Full-Fill Industries' Henning plant to add at least 30 jobs
HENNING — Full-Fill Industries is hiring again as the cooking-spray manufacturer's major expansion project has been finished and its three new production lines are now operational, according to company officials.
Jeff Owen with Full-Fill Industries said the third and final expansion line recently became fully operational, and the company has positions it needs to fill to accommodate the additional workload. The company, he said, held a job fair in Danville last year that proved successful, so another Full-Fill job fair has been scheduled for 4 to 7 p.m.

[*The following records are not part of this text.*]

pub mod api;
pub mod config;
pub mod context;
pub mod error;
pub mod executor;
pub mod model;
pub mod service;
pub mod store;
pub mod validator;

Tuesday at the Village Mall, 2917 N. Vermilion St., Danville.
Full-Fill has become the nation's leading manufacturer of consumer and food-service cooking sprays after the local family-owned company entered into an agreement last year with ConAgra Foods to manufacture that company's cooking-spray products, which include Pam. The agreement required three more production lines and a major expansion of its facility, which already included three production lines and about 95 employees. Owen said Full-Fill now employs more than 170 and will go over the 200 mark as the company fills its open positions.
Full-Fill added the three new production lines in a 25,000-square-foot addition to its facility, which was once the grounds of Henning High School, located on the north end of the north-central Vermilion County village. To handle the shipping demand, the company also added 108,000 square feet of space for warehousing and several loading docks.
As part of the expansion, Full-Fill is seeking candidates for warehouse, forklift-driver, production and line-mechanic positions. Candidates should bring their resumes to the job fair and be prepared for immediate interviews. People interested in applying but unable to attend the job fair are encouraged to apply on Full-Fill's website, http://www.full-fill.com. A list of positions and job descriptions is available on the site.
Owen said as the new lines have become operational, the company has been hiring as needed and has filled most of its new administration positions and now is focusing on production, warehouse, forklift workers and line mechanics. With the major increase in product moving out of the facility, he said, logistics is important. He said the company obviously is interested in candidates with experience in any of those areas, but primarily is looking for employees committed to working, quality and safety.
To accommodate the increase in truck traffic through Henning to Full-Fill's site, the county highway department is overseeing the upgrade of about a mile of U.S. 136 through the village, according to Vermilion County Engineer Doug Staske. State economic development dollars have been pledged for 50 percent of the construction costs. Staske said the total cost of the project has not yet been finalized.
The project includes widening and improving the road bed, so it can handle the heavy trucks and increase in traffic, as well as new gutters and sidewalk. Construction was scheduled to begin this year, but Staske said it's now been delayed until spring because the utilities will not be relocated in time to begin this year.
He said phone lines and power lines on either side of the road must be moved, and that work should begin this month and finish this year. Staske said there are a lot of poles on either side of the road, and the hope is that some of those lines can be relocated underground.
Staske said construction will start as early as possible next year, and will take a full construction season, likely finishing at the end of next summer.